Wenn die Aktien über dem Nennwert eingebracht oder verkauft werden, dann muss man unbedingt auch die entsprechenden Auswirkungen auf den Aktiensteuerwert – und damit auf das steuerbare Vermögen des Aktionärs – im Auge behalten. Ein Vollzug über dem Aktiensteuerwert führt tendenziell zu einer Erhöhung der Vermögenssteuern beim einbringenden Aktionär.
Damit kommt dem Übertragungswert einerseits und der Höhe und der Zusammensetzung des Erlöses andererseits eine sehr grosse steuerliche Bedeutung zu, die man bei der Planung einer solchen Restrukturierung unbedingt ganz genau im Auge behalten muss.

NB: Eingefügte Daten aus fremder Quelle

//! Core runtime configuration.
//!
//! Configuration is resolved once at process startup and then passed into core services.
//! The viewer's timezone offset is the exception when it is not set explicitly: the host's
//! local offset is then looked up each time a document is mapped, so a long-running process
//! follows daylight-saving changes.

use crate::constants::DEFAULT_INDENT_STEP_REM;
use crate::{ContentError, ContentResult};
use chrono::{DateTime, FixedOffset, Local, Offset, Utc};

/// Core configuration resolved at startup.
#[derive(Clone, Debug)]
pub struct CoreConfig {
    /// Explicit viewer offset; `None` means the host's local offset at call time.
    utc_offset: Option<FixedOffset>,
    indent_step_rem: f32,
}

impl CoreConfig {
    /// Create a new `CoreConfig`.
    ///
    /// # Errors
    ///
    /// Returns `ContentError::InvalidInput` if `indent_step_rem` is not a finite, positive
    /// number.
    pub fn new(utc_offset: Option<FixedOffset>, indent_step_rem: f32) -> ContentResult<Self> {
        if !indent_step_rem.is_finite() || indent_step_rem <= 0.0 {
            return Err(ContentError::InvalidInput(format!(
                "indent step must be a positive number of rem, got {indent_step_rem}"
            )));
        }

        Ok(Self {
            utc_offset,
            indent_step_rem,
        })
    }

    /// UTC with the default indentation. Mostly useful in tests and tooling.
    pub fn utc() -> Self {
        Self {
            utc_offset: Some(Utc.fix()),
            indent_step_rem: DEFAULT_INDENT_STEP_REM,
        }
    }

    /// The offset to convert timestamps into, resolved now.
    pub fn utc_offset(&self) -> FixedOffset {
        resolve_utc_offset(self.utc_offset, || *Local::now().offset())
    }

    /// The explicitly configured offset, if any.
    pub fn configured_utc_offset(&self) -> Option<FixedOffset> {
        self.utc_offset
    }

    pub fn indent_step_rem(&self) -> f32 {
        self.indent_step_rem
    }
}

fn resolve_utc_offset(
    configured: Option<FixedOffset>,
    local: impl FnOnce() -> FixedOffset,
) -> FixedOffset {
    configured.unwrap_or_else(local)
}

/// Parse the viewer's UTC offset from an optional string value.
///
/// Accepts `Z`, `UTC`, or an RFC 3339 offset such as `+01:00` / `-05:30`. A `None` or blank
/// value yields `Ok(None)`: follow the host's local offset.
pub fn utc_offset_from_env_value(value: Option<String>) -> ContentResult<Option<FixedOffset>> {
    let value = value
        .map(|v| v.trim().to_string())
        .filter(|v| !v.is_empty());

    let Some(value) = value else {
        return Ok(None);
    };

    if value.eq_ignore_ascii_case("utc") {
        return Ok(Some(Utc.fix()));
    }

    DateTime::parse_from_rfc3339(&format!("2000-01-01T00:00:00{value}"))
        .map(|dt| Some(*dt.offset()))
        .map_err(|_| ContentError::InvalidInput(format!("invalid UTC offset: {value}")))
}

/// Parse the indentation step from an optional string value, defaulting to 1.25 rem.
pub fn indent_step_from_env_value(value: Option<String>) -> ContentResult<f32> {
    let value = value
        .map(|v| v.trim().to_string())
        .filter(|v| !v.is_empty());

    match value {
        None => Ok(DEFAULT_INDENT_STEP_REM),
        Some(v) => v
            .parse::<f32>()
            .map_err(|_| ContentError::InvalidInput(format!("invalid indent step: {v}"))),
    }
}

Weiterführende Informationen: Kreisschreiben Nr. 29b vom 23. Dezember 2019 (Kapitaleinlageprinzip)
FAQ: Transponierung
Warum ist der Verkauf von Aktien an eine eigene Gesellschaft steuerpflichtig?
Da im Geschäftsvermögen das Buchwertprinzip gilt, würde ein Verkauf ins Privatvermögen das latente Einkommenssteuersubstrat «vernichten». Die Transponierung verhindert dies, indem sie den Gewinn als Vermögensertrag besteuert.
Welche Voraussetzungen müssen kumulativ erfüllt sein?
Der Verkäufer muss nach der Transaktion zu mindestens 50 % an der Käuferin beteiligt sein (Kapitalbeteiligung) und der Erlös muss den Nennwert der Aktien überschreiten.
Wie können die Steuerfolgen vermieden werden?
Entweder durch den Verkauf zum Nominalwert oder durch die sogenannte Agio-Lösung, bei der der Überschuss in freie Reserven der Käuferin gutgeschrieben wird.
Gilt die Steuerpflicht auch bei gestaffelten Transaktionen?
Ja, wenn mehrere Beteiligte die Übertragung gemeinsam vornehmen und diese auf einer einheitlichen Willensbildung basieren, werden sie als Einheit betrachtet.
Welche Rolle spielt das Kapitaleinlageprinzip bei der Agio-Lösung?
Die aus der Agio-Lösung resultierende Reserve gilt nicht als Kapitaleinlagereserve, sondern als freie Reserve, die bei späterer Ausschüttung wieder zu Einkommenssteuerfolgen führt.